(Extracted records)
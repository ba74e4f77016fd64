//! Percentile calibration of per-segment boundary acceptance windows
use super::JunctionCandidate;

/// Acceptance window for one segment, inclusive on both ends
#[derive(Debug, Clone, Copy, PartialEq, Eq)]
pub struct BoundaryRange {
    pub boundary5_lo: u64,
    pub boundary5_hi: u64,
    pub boundary3_lo: u64,
    pub boundary3_hi: u64,
}

impl BoundaryRange {
    /// Check both boundaries of a candidate against the window
    pub fn contains(&self, candidate: &JunctionCandidate) -> bool {
        (self.boundary5_lo..=self.boundary5_hi).contains(&candidate.boundary5)
            && (self.boundary3_lo..=self.boundary3_hi).contains(&candidate.boundary3)
    }
}

/// Linear-interpolation percentile of an unsorted sample
///
/// `q` is in percent (0..=100). Returns `None` for an empty sample.
pub fn percentile(values: &[u64], q: f64) -> Option<f64> {
    if values.is_empty() {
        return None;
    }
    let mut sorted = values.to_vec();
    sorted.sort_unstable();

    let rank = (q / 100.0).clamp(0.0, 1.0) * (sorted.len() - 1) as f64;
    let lo = rank.floor() as usize;
    let hi = rank.ceil() as usize;
    let frac = rank - lo as f64;

    let lo_val = sorted[lo] as f64;
    let hi_val = sorted[hi] as f64;
    Some(lo_val + (hi_val - lo_val) * frac)
}

/// Derive the acceptance window covering the central `pct` percent of the
/// observed boundaries.
///
/// Window edges are truncated to whole positions. `pct = 100` yields the
/// sample min/max; an empty sample yields `None`.
pub fn calibrate(boundary5: &[u64], boundary3: &[u64], pct: u32) -> Option<BoundaryRange> {
    let p1 = f64::from(100 - pct.min(100)) / 2.0;
    let p2 = p1 + f64::from(pct.min(100));

    Some(BoundaryRange {
        boundary5_lo: percentile(boundary5, p1)? as u64,
        boundary5_hi: percentile(boundary5, p2)? as u64,
        boundary3_lo: percentile(boundary3, p1)? as u64,
        boundary3_hi: percentile(boundary3, p2)? as u64,
    })
}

WORK INSTRUCTION:
Each line above needs to be output again, exactly as shown.

ANSWER TO THE EXERCISE:
repository ba74e4f77016fd64
//! Percentile calibration of per-segment boundary acceptance windows
use super::JunctionCandidate;

/// Acceptance window for one segment, inclusive on both ends
#[derive(Debug, Clone, Copy, PartialEq, Eq)]
pub struct BoundaryRange {
    pub boundary5_lo: u64,
    pub boundary5_hi: u64,
    pub boundary3_lo: u64,
    pub boundary3_hi: u64,
}

impl BoundaryRange {
    /// Check both boundaries of a candidate against the window
    pub fn contains(&self, candidate: &JunctionCandidate) -> bool {
        (self.boundary5_lo..=self.boundary5_hi).contains(&candidate.boundary5)
            && (self.boundary3_lo..=self.boundary3_hi).contains(&candidate.boundary3)
    }
}

/// Linear-interpolation percentile of an unsorted sample
///
/// `q` is in percent (0..=100). Returns `None` for an empty sample.
pub fn percentile(values: &[u64], q: f64) -> Option<f64> {
    if values.is_empty() {
        return None;
    }
    let mut sorted = values.to_vec();
    sorted.sort_unstable();

    let rank = (q / 100.0).clamp(0.0, 1.0) * (sorted.len() - 1) as f64;
    let lo = rank.floor() as usize;
    let hi = rank.ceil() as usize;
    let frac = rank - lo as f64;

    let lo_val = sorted[lo] as f64;
    let hi_val = sorted[hi] as f64;
    Some(lo_val + (hi_val - lo_val) * frac)
}

/// Derive the acceptance window covering the central `pct` percent of the
/// observed boundaries.
///
/// Window edges are truncated to whole positions. `pct = 100` yields the
/// sample min/max; an empty sample yields `None`.
pub fn calibrate(boundary5: &[u64], boundary3: &[u64], pct: u32) -> Option<BoundaryRange> {
    let p1 = f64::from(100 - pct.min(100)) / 2.0;
    let p2 = p1 + f64::from(pct.min(100));

    Some(BoundaryRange {
        boundary5_lo: percentile(boundary5, p1)? as u64,
        boundary5_hi: percentile(boundary5, p2)? as u64,
        boundary3_lo: percentile(boundary3, p1)? as u64,
        boundary3_hi: percentile(boundary3, p2)? as u64,
    })
}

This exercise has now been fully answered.